» **What is being asked**:
Would you show every line from the records that holds "present"?

-=-=-=-=-

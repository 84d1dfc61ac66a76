//! Integration tests for layered configuration loading.

use std::fs;

use ratesync::config::ConfigLoader;
use tempfile::TempDir;

#[test]
fn loads_layered_env_files() {
    let dir = TempDir::new().expect("temp dir");

    fs::write(
        dir.path().join(".env"),
        "RATESYNC_CRYPTO_SECRET=base-secret\nRATESYNC_SCHEDULE_TIME=07:15\n",
    )
    .expect("write .env");
    fs::write(
        dir.path().join(".env.local"),
        "RATESYNC_TENANT_CONCURRENCY=2\n",
    )
    .expect("write .env.local");

    let config = ConfigLoader::with_base_dir(dir.path().to_path_buf())
        .load()
        .expect("config loads");

    assert_eq!(config.crypto_secret.as_deref(), Some("base-secret"));
    assert_eq!(config.sync.schedule_time, "07:15");
    assert_eq!(config.sync.tenant_concurrency, 2);
    // Untouched options keep their defaults.
    assert_eq!(config.fixing.max_attempts, 3);
    assert_eq!(config.sync.token_safety_window_seconds, 300);
}

#[test]
fn later_layers_override_earlier_ones() {
    let dir = TempDir::new().expect("temp dir");

    fs::write(
        dir.path().join(".env"),
        "RATESYNC_CRYPTO_SECRET=base-secret\nRATESYNC_SCHEDULE_TIME=07:15\n",
    )
    .expect("write .env");
    fs::write(
        dir.path().join(".env.local"),
        "RATESYNC_SCHEDULE_TIME=22:45\n",
    )
    .expect("write .env.local");

    let config = ConfigLoader::with_base_dir(dir.path().to_path_buf())
        .load()
        .expect("config loads");

    assert_eq!(config.sync.schedule_time, "22:45");
}

#[test]
fn missing_crypto_secret_fails_validation() {
    let dir = TempDir::new().expect("temp dir");
    fs::write(dir.path().join(".env"), "RATESYNC_LOG_LEVEL=debug\n").expect("write .env");

    let result = ConfigLoader::with_base_dir(dir.path().to_path_buf()).load();
    assert!(result.is_err());
}
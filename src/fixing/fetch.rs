//! Upstream document fetcher
//!
//! Fetches the official fixing page over HTTP with an explicit timeout and a
//! small bounded retry budget with jittered exponential backoff. The body is
//! always decoded as UTF-8 regardless of the declared charset, so Albanian
//! currency labels survive mislabelled responses.

use std::time::Duration;

use rand::Rng;
use reqwest::Client;
use tokio::time::sleep;
use tracing::{info, warn};

use super::FixingError;

const USER_AGENT: &str = "Mozilla/5.0 (Windows NT 10.0; Win64; x64) AppleWebKit/537.36";

/// HTTP fetcher for the fixing page.
#[derive(Clone)]
pub struct FixingFetcher {
    http: Client,
    url: String,
    max_attempts: u32,
    backoff_base_ms: u64,
}

impl FixingFetcher {
    /// Create a fetcher for the given page URL.
    pub fn new(
        url: String,
        timeout: Duration,
        max_attempts: u32,
        backoff_base_ms: u64,
    ) -> Result<Self, FixingError> {
        let http = Client::builder()
            .timeout(timeout)
            .user_agent(USER_AGENT)
            .build()
            .map_err(|e| FixingError::Fetch {
                message: format!("failed to build HTTP client: {}", e),
            })?;

        Ok(Self {
            http,
            url,
            max_attempts: max_attempts.max(1),
            backoff_base_ms,
        })
    }

    /// Fetch the page body, retrying transient failures up to the budget.
    pub async fn fetch_document(&self) -> Result<String, FixingError> {
        let mut last_error = None;

        for attempt in 1..=self.max_attempts {
            match self.fetch_once().await {
                Ok(body) => {
                    info!(url = %self.url, attempt, bytes = body.len(), "fetched fixing page");
                    return Ok(body);
                }
                Err(err) => {
                    warn!(
                        url = %self.url,
                        attempt,
                        max_attempts = self.max_attempts,
                        error = %err,
                        "fixing page fetch failed"
                    );
                    last_error = Some(err);

                    if attempt < self.max_attempts {
                        sleep(self.backoff_delay(attempt)).await;
                    }
                }
            }
        }

        Err(last_error.unwrap_or(FixingError::Fetch {
            message: "fetch retries exhausted".to_string(),
        }))
    }

    async fn fetch_once(&self) -> Result<String, FixingError> {
        let response = self
            .http
            .get(&self.url)
            .send()
            .await
            .map_err(|e| FixingError::Fetch {
                message: e.to_string(),
            })?;

        let status = response.status();
        if !status.is_success() {
            return Err(FixingError::Upstream {
                status: status.as_u16(),
            });
        }

        // Decode as UTF-8 regardless of the declared charset.
        let bytes = response.bytes().await.map_err(|e| FixingError::Fetch {
            message: e.to_string(),
        })?;

        Ok(String::from_utf8_lossy(&bytes).into_owned())
    }

    fn backoff_delay(&self, attempt: u32) -> Duration {
        let base = self.backoff_base_ms.saturating_mul(1 << (attempt - 1));
        let jitter = rand::thread_rng().gen_range(0..=self.backoff_base_ms / 2 + 1);
        Duration::from_millis(base + jitter)
    }
}
//! ScrapeLog entity model
//!
//! One row per pipeline run against the upstream fixing page.

use sea_orm::ActiveModelBehavior;
use sea_orm::entity::prelude::*;
use sea_orm::prelude::DateTimeWithTimeZone;
use uuid::Uuid;

#[derive(Clone, Debug, PartialEq, Eq, DeriveEntityModel)]
#[sea_orm(table_name = "scrape_logs")]
pub struct Model {
    #[sea_orm(primary_key)]
    pub id: Uuid,

    /// Timestamp when the scrape was attempted
    pub scraped_at: DateTimeWithTimeZone,

    /// Whether a non-empty snapshot was produced
    pub success: bool,

    /// Number of resolved rates in the snapshot
    pub rates_found: i32,

    /// Upsert counters for this run
    pub rates_new: i32,
    pub rates_updated: i32,
    pub rates_unchanged: i32,

    /// "Last updated" timestamp extracted from the upstream page, if present
    pub source_published_at: Option<DateTimeWithTimeZone>,

    /// Error detail for failed scrapes
    pub error: Option<String>,
}

#[derive(Copy, Clone, Debug, EnumIter, DeriveRelation)]
pub enum Relation {}

impl ActiveModelBehavior for ActiveModel {}
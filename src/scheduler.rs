//! # Daily Sync Scheduler
//!
//! Single cancellable timer task that triggers the orchestrator once per day
//! at the configured local time. There is no polling loop; the task sleeps
//! until the next occurrence and reacts to the shutdown token. Manual
//! triggers go through the same orchestrator and therefore serialize against
//! the same run-in-progress guard.

use std::sync::Arc;
use std::time::Duration as StdDuration;

use chrono::{DateTime, Duration, Local, NaiveTime};
use tokio::time::sleep;
use tokio_util::sync::CancellationToken;
use tracing::{error, info, instrument, warn};

use crate::orchestrator::{RunError, SyncOrchestrator};

/// Daily scheduler around the orchestrator.
pub struct DailyScheduler {
    orchestrator: Arc<SyncOrchestrator>,
    schedule_time: NaiveTime,
}

impl DailyScheduler {
    pub fn new(orchestrator: Arc<SyncOrchestrator>, schedule_time: NaiveTime) -> Self {
        Self {
            orchestrator,
            schedule_time,
        }
    }

    /// Run the scheduler loop until the provided shutdown token fires.
    #[instrument(skip_all)]
    pub async fn run(self, shutdown: CancellationToken) {
        info!(schedule_time = %self.schedule_time, "starting daily sync scheduler");

        loop {
            let wait = duration_until_next(Local::now(), self.schedule_time);
            info!(seconds = wait.as_secs(), "sleeping until next scheduled run");

            tokio::select! {
                _ = shutdown.cancelled() => {
                    info!("sync scheduler shutdown requested");
                    break;
                }
                _ = sleep(wait) => {
                    match self.orchestrator.run_now().await {
                        Ok(report) => {
                            info!(
                                snapshot_date = ?report.snapshot_date,
                                new = report.new,
                                updated = report.updated,
                                unchanged = report.unchanged,
                                tenants = report.per_tenant.len(),
                                "scheduled sync run finished"
                            );
                        }
                        Err(RunError::AlreadyRunning) => {
                            warn!("scheduled run skipped, another run is in progress");
                        }
                        Err(err) => {
                            error!(error = %err, "scheduled sync run failed");
                        }
                    }
                }
            }
        }

        info!("sync scheduler stopped");
    }
}

/// Time to sleep from `now` until the next occurrence of `at`. An occurrence
/// earlier today rolls over to tomorrow.
fn duration_until_next(now: DateTime<Local>, at: NaiveTime) -> StdDuration {
    let today_at = now
        .date_naive()
        .and_time(at)
        .and_local_timezone(Local)
        .earliest()
        .unwrap_or_else(|| now.with_timezone(&Local));

    let next = if today_at > now {
        today_at
    } else {
        today_at + Duration::days(1)
    };

    (next - now).to_std().unwrap_or(StdDuration::from_secs(0))
}
//! Credential encryption module using AES-256-GCM
//!
//! This module provides the [`CredentialVault`] used to encrypt and decrypt
//! tenant OAuth secrets stored in the database, using AES-256-GCM with
//! additional authenticated data (AAD) for context binding. The symmetric key
//! is derived from a configured secret with HKDF-SHA256 and a fixed salt, so
//! the same secret always yields the same key across restarts.

#![allow(deprecated)]

use aes_gcm::{
    Aes256Gcm, Key, Nonce,
    aead::{Aead, AeadCore, KeyInit, OsRng, Payload},
};
use hkdf::Hkdf;
use sha2::Sha256;
use thiserror::Error;
use uuid::Uuid;
use zeroize::{Zeroize, ZeroizeOnDrop};

const VERSION_ENCRYPTED: u8 = 0x01;
const VERSION_FIELD_LEN: usize = 1;
const NONCE_LEN: usize = 12;
const TAG_LEN: usize = 16;
const MIN_ENCRYPTED_LEN: usize = VERSION_FIELD_LEN + NONCE_LEN + TAG_LEN;

/// Fixed HKDF salt; changing it invalidates every stored ciphertext.
const KDF_SALT: &[u8] = b"ratesync-credential-vault-v1";
const KDF_INFO: &[u8] = b"tenant-credentials";

/// Crypto error types
#[derive(Debug, Error)]
pub enum CryptoError {
    #[error("encryption failed: {0}")]
    EncryptionFailed(String),
    #[error("decryption failed: {0}")]
    DecryptionFailed(String),
    #[error("invalid ciphertext format")]
    InvalidFormat,
    #[error("empty ciphertext")]
    EmptyCiphertext,
}

/// Secure wrapper for encryption keys with zeroization
#[derive(Debug, Clone, Zeroize, ZeroizeOnDrop)]
pub struct CryptoKey(Vec<u8>);

impl CryptoKey {
    /// Create a new crypto key from raw bytes
    pub fn new(bytes: Vec<u8>) -> Result<Self, CryptoError> {
        if bytes.len() != 32 {
            return Err(CryptoError::EncryptionFailed(
                "Invalid key length: expected 32 bytes".to_string(),
            ));
        }
        Ok(CryptoKey(bytes))
    }

    /// Derive a key from a secret string using HKDF-SHA256 with the fixed salt
    pub fn derive_from_secret(secret: &str) -> Self {
        let hk = Hkdf::<Sha256>::new(Some(KDF_SALT), secret.as_bytes());
        let mut key = vec![0u8; 32];
        hk.expand(KDF_INFO, &mut key)
            .expect("32 bytes is a valid HKDF-SHA256 output length");
        CryptoKey(key)
    }

    /// Get the key as bytes
    pub fn as_bytes(&self) -> &[u8] {
        &self.0
    }
}

/// Encrypts and decrypts tenant secrets with one process-scoped derived key.
///
/// Constructed explicitly and injected wherever secrets are handled; there is
/// no global instance, so tests can run with isolated keys.
#[derive(Clone)]
pub struct CredentialVault {
    key: CryptoKey,
}

impl CredentialVault {
    /// Create a vault from an already-derived key
    pub fn new(key: CryptoKey) -> Self {
        Self { key }
    }

    /// Create a vault by deriving the key from a secret string
    pub fn from_secret(secret: &str) -> Self {
        Self::new(CryptoKey::derive_from_secret(secret))
    }

    /// Encrypt a secret string bound to the given AAD context
    pub fn encrypt(&self, aad: &[u8], plaintext: &str) -> Result<Vec<u8>, CryptoError> {
        encrypt_bytes(&self.key, aad, plaintext.as_bytes())
    }

    /// Decrypt a ciphertext bound to the given AAD context
    pub fn decrypt(&self, aad: &[u8], ciphertext: &[u8]) -> Result<String, CryptoError> {
        let bytes = decrypt_bytes(&self.key, aad, ciphertext)?;
        String::from_utf8(bytes)
            .map_err(|e| CryptoError::DecryptionFailed(format!("Invalid UTF-8: {}", e)))
    }
}

/// AAD context for a tenant-scoped secret field.
///
/// Binding the tenant id and field name prevents a ciphertext copied between
/// rows or columns from decrypting.
pub fn tenant_aad(tenant_id: Uuid, field: &str) -> Vec<u8> {
    format!("tenant|{}|{}", tenant_id, field).into_bytes()
}

/// Field names used in tenant AAD contexts.
pub mod fields {
    pub const ACCESS_TOKEN: &str = "access_token";
    pub const REFRESH_TOKEN: &str = "refresh_token";
    pub const CLIENT_SECRET: &str = "client_secret";
}

/// Encrypt bytes using AES-256-GCM
fn encrypt_bytes(key: &CryptoKey, aad: &[u8], plaintext: &[u8]) -> Result<Vec<u8>, CryptoError> {
    let cipher_key = Key::<Aes256Gcm>::from_slice(key.as_bytes());
    let cipher = Aes256Gcm::new(cipher_key);

    let nonce = Aes256Gcm::generate_nonce(&mut OsRng);

    let mut ciphertext = cipher
        .encrypt(
            &nonce,
            Payload {
                msg: plaintext,
                aad,
            },
        )
        .map_err(|e| CryptoError::EncryptionFailed(e.to_string()))?;

    // Prepend version byte and nonce to ciphertext
    let mut result = Vec::with_capacity(VERSION_FIELD_LEN + NONCE_LEN + ciphertext.len());
    result.push(VERSION_ENCRYPTED);
    result.extend_from_slice(&nonce);
    result.append(&mut ciphertext);

    Ok(result)
}

/// Decrypt bytes using AES-256-GCM
fn decrypt_bytes(key: &CryptoKey, aad: &[u8], ciphertext: &[u8]) -> Result<Vec<u8>, CryptoError> {
    if ciphertext.is_empty() {
        return Err(CryptoError::EmptyCiphertext);
    }

    if ciphertext[0] != VERSION_ENCRYPTED || ciphertext.len() < MIN_ENCRYPTED_LEN {
        return Err(CryptoError::InvalidFormat);
    }

    let nonce = Nonce::from_slice(&ciphertext[VERSION_FIELD_LEN..VERSION_FIELD_LEN + NONCE_LEN]);
    let tag_and_ct = &ciphertext[VERSION_FIELD_LEN + NONCE_LEN..];

    let cipher_key = Key::<Aes256Gcm>::from_slice(key.as_bytes());
    let cipher = Aes256Gcm::new(cipher_key);

    cipher
        .decrypt(
            nonce,
            Payload {
                msg: tag_and_ct,
                aad,
            },
        )
        .map_err(|e| CryptoError::DecryptionFailed(e.to_string()))
}
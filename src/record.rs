use crate::Price;

use serde::{Serialize, Serializer, ser::SerializeMap};

/// Named plot values for one bar, as handed to a chart renderer.
///
/// Every field the indicator plots is present, in a fixed order. A `None`
/// value is a gap: the renderer must not draw it, interpolate it, or treat
/// it as zero. Serializes to a map with `null` for gaps.
///
/// ```
/// use quantedge_sessions::{Ib, IbConfig, Record};
///
/// let ib = Ib::new(IbConfig::default());
/// let record = ib.record();
///
/// assert_eq!(record.len(), 6);
/// assert!(record.contains("ibHigh"));
/// assert_eq!(record.get("ibHigh"), None);
/// ```
#[derive(Clone, Debug, Default, PartialEq)]
pub struct Record {
    fields: Vec<(&'static str, Option<Price>)>,
    color: Option<&'static str>,
}

impl Record {
    pub(crate) fn with_capacity(capacity: usize) -> Self {
        Self {
            fields: Vec::with_capacity(capacity),
            color: None,
        }
    }

    #[must_use]
    pub(crate) fn with(mut self, name: &'static str, value: Option<Price>) -> Self {
        self.fields.push((name, value));
        self
    }

    #[must_use]
    pub(crate) fn with_color(mut self, color: &'static str) -> Self {
        self.color = Some(color);
        self
    }

    /// Value of `name`, or `None` if it is a gap or not a field of this
    /// record.
    #[must_use]
    pub fn get(&self, name: &str) -> Option<Price> {
        self.fields
            .iter()
            .find(|(field, _)| *field == name)
            .and_then(|(_, value)| *value)
    }

    /// Whether `name` is a field of this record, gap or not.
    #[must_use]
    pub fn contains(&self, name: &str) -> bool {
        self.fields.iter().any(|(field, _)| *field == name)
    }

    /// Fields in plot order.
    pub fn fields(&self) -> impl Iterator<Item = (&'static str, Option<Price>)> + '_ {
        self.fields.iter().copied()
    }

    /// Color tag, for records that carry one.
    #[must_use]
    pub fn color(&self) -> Option<&'static str> {
        self.color
    }

    /// Number of fields, gaps included.
    #[must_use]
    pub fn len(&self) -> usize {
        self.fields.len()
    }

    /// Whether the record has no fields at all.
    #[must_use]
    pub fn is_empty(&self) -> bool {
        self.fields.is_empty()
    }
}

impl Serialize for Record {
    fn serialize<S>(&self, serializer: S) -> Result<S::Ok, S::Error>
    where
        S: Serializer,
    {
        let len = self.fields.len() + usize::from(self.color.is_some());
        let mut map = serializer.serialize_map(Some(len))?;
        for (name, value) in &self.fields {
            map.serialize_entry(name, value)?;
        }
        if let Some(color) = self.color {
            map.serialize_entry("color", color)?;
        }
        map.end()
    }
}
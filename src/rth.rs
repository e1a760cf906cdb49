use std::fmt::Display;

use chrono::NaiveTime;
use log::debug;

use crate::{
    ConfigError, History, Indicator, IndicatorConfig, IndicatorConfigBuilder, Ohlcv, Price,
    Record, SessionWindow, Timestamp, session::Range,
};

/// Configuration for the regular trading hours ([`Rth`]) indicator.
///
/// # Example
///
/// ```
/// use quantedge_sessions::{IndicatorConfig, IndicatorConfigBuilder, RthConfig};
///
/// let config = RthConfig::builder().start(9, 30).end(16, 15).build().unwrap();
/// assert_eq!(config.to_string(), "RthConfig(09:30-16:15)");
/// ```
#[derive(PartialEq, Eq, Hash, Clone, Copy, Debug, Default)]
pub struct RthConfig {
    window: SessionWindow,
}

impl IndicatorConfig for RthConfig {
    type Builder = RthConfigBuilder;

    #[inline]
    fn builder() -> Self::Builder {
        RthConfigBuilder::new()
    }

    #[inline]
    fn start(&self) -> NaiveTime {
        self.window.start()
    }
}

impl RthConfig {
    #[must_use]
    pub fn new(window: SessionWindow) -> Self {
        Self { window }
    }

    #[inline]
    #[must_use]
    pub fn window(&self) -> &SessionWindow {
        &self.window
    }
}

impl Display for RthConfig {
    fn fmt(&self, f: &mut std::fmt::Formatter<'_>) -> std::fmt::Result {
        write!(f, "RthConfig({})", self.window)
    }
}

/// Builder for [`RthConfig`].
///
/// Defaults: 08:30-16:00.
pub struct RthConfigBuilder {
    start: (u32, u32),
    end: (u32, u32),
}

impl RthConfigBuilder {
    fn new() -> Self {
        Self {
            start: (8, 30),
            end: (16, 0),
        }
    }

    /// Sets the session end clock time.
    #[inline]
    #[must_use]
    pub fn end(mut self, hour: u32, minute: u32) -> Self {
        self.end = (hour, minute);
        self
    }

    fn window(&self) -> Result<SessionWindow, ConfigError> {
        SessionWindow::from_hm(self.start.0, self.start.1, self.end.0, self.end.1)
    }
}

impl IndicatorConfigBuilder<RthConfig> for RthConfigBuilder {
    #[inline]
    fn start(mut self, hour: u32, minute: u32) -> Self {
        self.start = (hour, minute);
        self
    }

    fn build(self) -> Result<RthConfig, ConfigError> {
        Ok(RthConfig {
            window: self.window()?,
        })
    }
}

/// Running statistics of the active session.
///
/// ```text
/// mid = (high + low) / 2
/// ```
#[derive(Debug, Clone, Copy, PartialEq)]
pub struct RthValue {
    high: Price,
    low: Price,
    open: Price,
}

impl RthValue {
    #[inline]
    #[must_use]
    pub fn high(&self) -> Price {
        self.high
    }

    #[inline]
    #[must_use]
    pub fn low(&self) -> Price {
        self.low
    }

    #[inline]
    #[must_use]
    pub fn mid(&self) -> Price {
        f64::midpoint(self.high, self.low)
    }

    /// Open of the bar that started (or last restarted) the session.
    #[inline]
    #[must_use]
    pub fn open(&self) -> Price {
        self.open
    }
}

impl Display for RthValue {
    fn fmt(&self, f: &mut std::fmt::Formatter<'_>) -> std::fmt::Result {
        write!(
            f,
            "RTH(o: {}, h: {}, l: {}, m: {})",
            self.open,
            self.high,
            self.low,
            self.mid()
        )
    }
}

impl From<Option<RthValue>> for Record {
    fn from(value: Option<RthValue>) -> Self {
        Record::with_capacity(4)
            .with("rthHigh", value.map(|v| v.high))
            .with("rthLow", value.map(|v| v.low))
            .with("rthMid", value.map(|v| v.mid()))
            .with("rthOpen", value.map(|v| v.open))
    }
}

#[derive(Clone, Copy, Debug)]
struct Session {
    range: Range,
    open: Price,
}

/// Regular trading hours session range (RTH).
///
/// While a bar's hour lies in `[start.hour, end.hour)` the session is
/// active and tracks high, low and open; outside it the output is `None`.
///
/// The session (re)starts on the first active bar after an inactive one,
/// and again on a bar stamped exactly at the configured start, to the
/// second. A restart resets high, low and open to that bar. Because entry is
/// hour-granular, with a 08:30 start a bar at 08:05 already activates the
/// session; the 08:30:00 bar then restarts it.
#[derive(Clone, Debug)]
pub struct Rth {
    config: RthConfig,
    session: Option<Session>,
    last_timestamp: Option<Timestamp>,
}

impl Rth {
    /// Forward-only update. Equivalent to [`compute`](Rth::compute), which
    /// ignores history for this indicator.
    pub fn update(&mut self, bar: &impl Ohlcv) -> Option<RthValue> {
        let ts = bar.timestamp();
        debug_assert!(
            self.last_timestamp.is_none_or(|last| last <= ts),
            "timestamp must be non-decreasing: last={:?}, got={ts}",
            self.last_timestamp,
        );
        self.last_timestamp = Some(ts);

        let window = self.config.window;

        if window.contains_hour(&ts) {
            if self.session.is_none() || window.is_start(&ts) {
                if self.session.is_none() {
                    debug!("{self}: session active at {ts}");
                }
                self.session = Some(Session {
                    range: Range::of(bar),
                    open: bar.open(),
                });
            } else if let Some(session) = self.session.as_mut() {
                session.range.extend(bar);
            }
        } else if self.session.take().is_some() {
            debug!("{self}: session inactive at {ts}");
        }

        self.value()
    }
}

impl Indicator for Rth {
    type Config = RthConfig;
    type Output = Option<RthValue>;

    fn new(config: Self::Config) -> Self {
        Self {
            config,
            session: None,
            last_timestamp: None,
        }
    }

    #[inline]
    fn config(&self) -> &RthConfig {
        &self.config
    }

    #[inline]
    fn compute<H>(&mut self, bar: &H::Bar, _index: usize, _history: &H) -> Option<RthValue>
    where
        H: History + ?Sized,
    {
        self.update(bar)
    }

    #[inline]
    fn value(&self) -> Option<RthValue> {
        self.session.map(|session| RthValue {
            high: session.range.high,
            low: session.range.low,
            open: session.open,
        })
    }
}

impl Display for Rth {
    fn fmt(&self, f: &mut std::fmt::Formatter<'_>) -> std::fmt::Result {
        write!(f, "RTH({})", self.config.window)
    }
}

-=-=-=-=-

» **Answer to this problem**:
    /// "Last updated" timestamp extracted from the upstream page, if present
/// Every field the indicator plots is present, in a fixed order. A `None`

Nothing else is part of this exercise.